[Stored data entries]
__________

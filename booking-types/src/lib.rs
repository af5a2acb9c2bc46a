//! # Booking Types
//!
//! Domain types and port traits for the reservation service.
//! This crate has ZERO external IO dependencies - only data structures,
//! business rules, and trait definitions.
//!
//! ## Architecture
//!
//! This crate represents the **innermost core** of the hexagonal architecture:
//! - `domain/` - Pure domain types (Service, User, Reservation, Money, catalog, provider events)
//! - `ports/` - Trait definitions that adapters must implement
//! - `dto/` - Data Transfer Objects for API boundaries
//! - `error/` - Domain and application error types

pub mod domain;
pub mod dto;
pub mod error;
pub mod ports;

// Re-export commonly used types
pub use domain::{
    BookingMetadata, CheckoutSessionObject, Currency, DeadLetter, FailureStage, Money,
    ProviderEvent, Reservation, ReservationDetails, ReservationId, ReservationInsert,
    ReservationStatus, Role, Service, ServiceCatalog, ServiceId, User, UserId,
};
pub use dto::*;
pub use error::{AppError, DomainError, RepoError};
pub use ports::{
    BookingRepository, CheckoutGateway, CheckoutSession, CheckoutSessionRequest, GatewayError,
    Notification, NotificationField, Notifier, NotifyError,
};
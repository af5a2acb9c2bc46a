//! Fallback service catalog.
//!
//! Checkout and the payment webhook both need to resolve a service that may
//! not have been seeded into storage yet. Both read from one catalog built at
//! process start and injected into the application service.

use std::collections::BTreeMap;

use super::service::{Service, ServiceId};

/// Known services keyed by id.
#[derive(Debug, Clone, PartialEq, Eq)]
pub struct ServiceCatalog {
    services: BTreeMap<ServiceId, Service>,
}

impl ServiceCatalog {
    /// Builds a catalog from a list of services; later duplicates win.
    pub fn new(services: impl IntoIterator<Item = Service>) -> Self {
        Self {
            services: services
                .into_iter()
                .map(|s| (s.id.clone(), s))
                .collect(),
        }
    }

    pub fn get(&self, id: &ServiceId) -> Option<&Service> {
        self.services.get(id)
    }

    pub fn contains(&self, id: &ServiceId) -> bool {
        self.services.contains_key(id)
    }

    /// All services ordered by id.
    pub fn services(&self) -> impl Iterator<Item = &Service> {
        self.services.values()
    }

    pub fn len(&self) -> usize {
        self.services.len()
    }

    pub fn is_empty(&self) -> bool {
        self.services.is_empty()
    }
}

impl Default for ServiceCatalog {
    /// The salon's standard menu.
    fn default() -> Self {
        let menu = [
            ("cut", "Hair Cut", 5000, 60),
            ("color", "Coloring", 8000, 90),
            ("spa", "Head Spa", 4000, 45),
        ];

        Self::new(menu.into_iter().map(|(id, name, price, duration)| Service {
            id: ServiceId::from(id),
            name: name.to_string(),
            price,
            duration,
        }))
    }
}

__________

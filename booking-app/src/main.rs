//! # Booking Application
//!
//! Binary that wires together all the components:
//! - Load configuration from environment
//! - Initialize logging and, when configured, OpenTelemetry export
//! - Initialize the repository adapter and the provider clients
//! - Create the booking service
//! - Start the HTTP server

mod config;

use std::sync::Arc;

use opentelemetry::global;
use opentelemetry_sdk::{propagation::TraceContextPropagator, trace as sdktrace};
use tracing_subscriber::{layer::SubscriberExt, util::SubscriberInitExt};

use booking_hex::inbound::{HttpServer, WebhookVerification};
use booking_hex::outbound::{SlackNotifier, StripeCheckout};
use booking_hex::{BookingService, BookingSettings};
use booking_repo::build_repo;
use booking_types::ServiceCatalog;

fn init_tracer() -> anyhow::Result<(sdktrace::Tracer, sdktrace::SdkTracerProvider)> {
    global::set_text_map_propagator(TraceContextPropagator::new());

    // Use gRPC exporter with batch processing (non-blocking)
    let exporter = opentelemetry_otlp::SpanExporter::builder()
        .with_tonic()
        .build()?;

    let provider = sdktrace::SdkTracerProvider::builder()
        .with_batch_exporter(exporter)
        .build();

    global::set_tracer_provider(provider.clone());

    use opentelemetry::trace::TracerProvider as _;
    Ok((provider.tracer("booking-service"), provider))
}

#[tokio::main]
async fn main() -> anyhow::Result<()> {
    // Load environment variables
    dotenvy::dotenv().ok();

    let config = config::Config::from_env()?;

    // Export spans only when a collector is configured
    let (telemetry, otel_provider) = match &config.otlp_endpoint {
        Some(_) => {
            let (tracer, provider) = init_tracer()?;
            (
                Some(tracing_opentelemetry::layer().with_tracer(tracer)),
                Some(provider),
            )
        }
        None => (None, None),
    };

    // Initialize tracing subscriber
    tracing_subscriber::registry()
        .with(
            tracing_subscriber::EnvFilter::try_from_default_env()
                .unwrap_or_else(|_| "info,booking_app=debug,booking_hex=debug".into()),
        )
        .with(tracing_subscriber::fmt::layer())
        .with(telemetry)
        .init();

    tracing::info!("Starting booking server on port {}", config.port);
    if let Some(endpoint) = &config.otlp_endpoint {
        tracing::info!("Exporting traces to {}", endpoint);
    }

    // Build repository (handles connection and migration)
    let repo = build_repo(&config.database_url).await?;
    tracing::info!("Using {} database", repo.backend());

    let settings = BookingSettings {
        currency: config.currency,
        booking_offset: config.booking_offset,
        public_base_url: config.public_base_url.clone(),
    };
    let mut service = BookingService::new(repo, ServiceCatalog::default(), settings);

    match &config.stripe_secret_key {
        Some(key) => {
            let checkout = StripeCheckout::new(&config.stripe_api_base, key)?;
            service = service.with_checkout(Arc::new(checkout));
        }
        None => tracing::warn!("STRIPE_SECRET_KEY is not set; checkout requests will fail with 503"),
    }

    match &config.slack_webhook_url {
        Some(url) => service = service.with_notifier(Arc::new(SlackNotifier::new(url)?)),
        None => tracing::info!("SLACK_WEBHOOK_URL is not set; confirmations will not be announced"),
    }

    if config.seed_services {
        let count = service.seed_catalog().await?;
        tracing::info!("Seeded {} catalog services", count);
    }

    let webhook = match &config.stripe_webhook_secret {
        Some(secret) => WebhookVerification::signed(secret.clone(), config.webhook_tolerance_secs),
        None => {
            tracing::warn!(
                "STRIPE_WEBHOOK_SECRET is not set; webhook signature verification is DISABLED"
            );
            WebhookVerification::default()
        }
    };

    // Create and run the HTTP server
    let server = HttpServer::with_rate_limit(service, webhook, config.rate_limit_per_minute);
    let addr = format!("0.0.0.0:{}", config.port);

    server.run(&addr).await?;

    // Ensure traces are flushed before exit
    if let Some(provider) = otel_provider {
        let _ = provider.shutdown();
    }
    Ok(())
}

__________

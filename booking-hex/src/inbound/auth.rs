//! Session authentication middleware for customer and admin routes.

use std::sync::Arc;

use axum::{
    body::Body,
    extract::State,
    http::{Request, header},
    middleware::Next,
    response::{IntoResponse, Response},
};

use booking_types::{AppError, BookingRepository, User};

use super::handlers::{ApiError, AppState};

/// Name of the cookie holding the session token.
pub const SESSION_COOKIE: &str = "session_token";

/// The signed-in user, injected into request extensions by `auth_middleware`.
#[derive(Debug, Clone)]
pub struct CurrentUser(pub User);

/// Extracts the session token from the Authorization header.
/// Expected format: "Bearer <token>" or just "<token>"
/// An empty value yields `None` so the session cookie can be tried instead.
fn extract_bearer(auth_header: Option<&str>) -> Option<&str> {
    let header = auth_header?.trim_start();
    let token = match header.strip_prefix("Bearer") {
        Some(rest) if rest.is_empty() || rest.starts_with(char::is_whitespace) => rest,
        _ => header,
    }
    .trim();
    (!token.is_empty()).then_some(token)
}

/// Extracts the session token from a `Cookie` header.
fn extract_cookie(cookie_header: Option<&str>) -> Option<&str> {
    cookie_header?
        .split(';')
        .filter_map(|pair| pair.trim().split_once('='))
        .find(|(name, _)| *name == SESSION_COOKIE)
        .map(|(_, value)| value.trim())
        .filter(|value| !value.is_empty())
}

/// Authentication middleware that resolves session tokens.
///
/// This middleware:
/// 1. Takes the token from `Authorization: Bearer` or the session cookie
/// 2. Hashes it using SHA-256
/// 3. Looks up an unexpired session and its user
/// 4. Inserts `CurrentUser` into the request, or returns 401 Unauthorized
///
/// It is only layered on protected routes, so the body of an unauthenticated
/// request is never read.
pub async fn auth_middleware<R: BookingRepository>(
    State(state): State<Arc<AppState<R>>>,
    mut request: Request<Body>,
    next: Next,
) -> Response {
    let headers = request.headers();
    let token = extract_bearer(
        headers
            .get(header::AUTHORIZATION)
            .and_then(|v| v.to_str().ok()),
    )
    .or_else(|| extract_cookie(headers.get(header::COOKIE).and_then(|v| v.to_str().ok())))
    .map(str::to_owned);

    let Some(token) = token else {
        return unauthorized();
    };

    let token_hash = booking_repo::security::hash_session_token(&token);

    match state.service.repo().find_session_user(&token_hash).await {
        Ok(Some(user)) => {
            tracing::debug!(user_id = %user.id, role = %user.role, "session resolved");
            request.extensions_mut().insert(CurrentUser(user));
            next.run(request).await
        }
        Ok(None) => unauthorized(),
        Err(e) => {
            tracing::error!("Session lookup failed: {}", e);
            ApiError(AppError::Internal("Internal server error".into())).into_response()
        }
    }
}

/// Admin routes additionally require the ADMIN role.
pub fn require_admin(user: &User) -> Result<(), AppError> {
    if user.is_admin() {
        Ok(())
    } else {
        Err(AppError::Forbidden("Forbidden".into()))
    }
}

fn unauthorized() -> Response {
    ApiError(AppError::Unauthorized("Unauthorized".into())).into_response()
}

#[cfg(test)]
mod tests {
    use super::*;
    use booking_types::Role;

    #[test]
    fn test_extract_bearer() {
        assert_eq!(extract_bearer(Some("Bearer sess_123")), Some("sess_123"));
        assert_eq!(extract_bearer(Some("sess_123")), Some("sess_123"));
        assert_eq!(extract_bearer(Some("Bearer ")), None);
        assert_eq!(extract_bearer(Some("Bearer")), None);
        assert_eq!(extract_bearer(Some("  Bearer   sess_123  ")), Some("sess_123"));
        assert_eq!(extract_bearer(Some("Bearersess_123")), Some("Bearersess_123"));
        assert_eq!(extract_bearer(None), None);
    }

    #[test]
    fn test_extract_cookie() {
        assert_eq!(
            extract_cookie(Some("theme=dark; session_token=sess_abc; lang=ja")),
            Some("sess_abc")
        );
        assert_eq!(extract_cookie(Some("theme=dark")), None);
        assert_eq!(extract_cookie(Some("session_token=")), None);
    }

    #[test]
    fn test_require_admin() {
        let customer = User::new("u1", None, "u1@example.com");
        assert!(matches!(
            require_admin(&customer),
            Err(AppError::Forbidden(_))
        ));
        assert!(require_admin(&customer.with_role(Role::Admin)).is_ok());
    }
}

__________

For the word "StripeCheckout", find every line in the data that holds it and copy that line.

use booking_hex::outbound::{SlackNotifier, StripeCheckout};
            let checkout = StripeCheckout::new(&config.stripe_api_base, key)?;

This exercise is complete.